#### DATA SUPPLIED ####

//! Pawship - command-line client and API proxy for the Pawship grooming backend
//!
//! Main entry point for the Pawship CLI.

use std::path::PathBuf;

use anyhow::Result;
use clap::{Parser, Subcommand};

mod commands;

use commands::{auth, options, request, serve, stores, users};

// ─────────────────────────────────────────────────────────────────────────────
// CLI Structure
// ─────────────────────────────────────────────────────────────────────────────

/// Pawship - command-line client and API proxy for the Pawship grooming backend
#[derive(Parser)]
#[command(name = "pawship")]
#[command(author, version, about, long_about = None)]
#[command(propagate_version = true)]
pub struct Cli {
    /// Enable verbose output
    #[arg(short, long, global = true)]
    pub verbose: bool,

    /// Output as JSON (for scripting)
    #[arg(long, global = true)]
    pub json: bool,

    /// Server URL the API is mounted under (default: http://localhost:3000)
    #[arg(long, global = true, env = "PAWSHIP_SERVER_URL")]
    pub server: Option<String>,

    /// Path to config file (overrides default discovery)
    #[arg(long, global = true)]
    pub config: Option<PathBuf>,

    #[command(subcommand)]
    pub command: Commands,
}

#[derive(Subcommand)]
pub enum Commands {
    /// Run the /api reverse proxy
    Serve(serve::ServeArgs),

    /// Log in, log out and manage the stored session
    Auth(auth::AuthArgs),

    /// User management
    Users(users::UsersArgs),

    /// Option catalog (breeds, sizes, service types, ...)
    Options(options::OptionsArgs),

    /// Store management
    Stores(stores::StoresArgs),

    /// Send a raw API request and print the JSON payload
    Request(request::RequestArgs),
}

// ─────────────────────────────────────────────────────────────────────────────
// Main
// ─────────────────────────────────────────────────────────────────────────────

#[tokio::main]
async fn main() -> Result<()> {
    let cli = Cli::parse();

    // Console (human-readable) + rotating JSON file
    let filter = if cli.verbose {
        "pawship=debug,pawship_client=debug,pawship_proxy=debug,pawship_config=debug,tower_http=debug,info"
    } else {
        "pawship=info,pawship_client=info,pawship_proxy=info,tower_http=info,warn"
    };

    let log_dir = pawship_config::log_dir().unwrap_or_else(|| PathBuf::from("logs"));
    let file_appender = tracing_appender::rolling::daily(&log_dir, "pawship.log");
    let (non_blocking, _guard) = tracing_appender::non_blocking(file_appender);

    use tracing_subscriber::prelude::*;
    tracing_subscriber::registry()
        .with(
            tracing_subscriber::fmt::layer()
                .with_target(true)
                .with_writer(std::io::stderr)
                .with_filter(tracing_subscriber::EnvFilter::new(filter)),
        )
        .with(
            tracing_subscriber::fmt::layer()
                .json()
                .with_writer(non_blocking)
                .with_filter(tracing_subscriber::EnvFilter::new(
                    "pawship=trace,pawship_client=trace,pawship_proxy=trace,pawship_config=trace,tower_http=debug,info",
                )),
        )
        .init();

    let loaded = match cli.config {
        Some(ref path) => pawship_config::LoadedConfig::from_file(path)?,
        None => pawship_config::LoadedConfig::discover(),
    };

    for warning in &loaded.warnings {
        eprintln!("warning: {}", warning);
    }
    if cli.verbose {
        for source in &loaded.loaded_from {
            eprintln!("Loaded config: {}", source.display());
        }
    }

    let client_config = loaded.config.client();
    let server_url = cli.server.unwrap_or_else(|| client_config.server_url.clone());

    let ctx = commands::Context {
        server_url,
        json_output: cli.json,
        verbose: cli.verbose,
        config: loaded.config,
    };

    match cli.command {
        Commands::Serve(args) => serve::run(args, &ctx).await,
        Commands::Auth(args) => auth::run(args, &ctx).await,
        Commands::Users(args) => users::run(args, &ctx).await,
        Commands::Options(args) => options::run(args, &ctx).await,
        Commands::Stores(args) => stores::run(args, &ctx).await,
        Commands::Request(args) => request::run(args, &ctx).await,
    }
}
//! Configuration error types.

/// Result type alias for config operations.
pub type Result<T> = std::result::Result<T, ConfigError>;

/// Errors that can occur during configuration loading.
#[derive(Debug, thiserror::Error)]
pub enum ConfigError {
    /// Failed to read a config file.
    #[error("failed to read config file '{path}': {source}")]
    ReadFile {
        path: String,
        source: std::io::Error,
    },

    /// Failed to parse TOML.
    #[error("failed to parse config: {0}")]
    Parse(#[from] toml::de::Error),

    /// A value is present but unusable.
    #[error("invalid value for '{field}': {message}")]
    InvalidValue { field: String, message: String },
}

####

THE PROBLEM -
Output each line of the listing above that has "LoadedConfig".

EXERCISE RESULT -
        Some(ref path) => pawship_config::LoadedConfig::from_file(path)?,
        None => pawship_config::LoadedConfig::discover(),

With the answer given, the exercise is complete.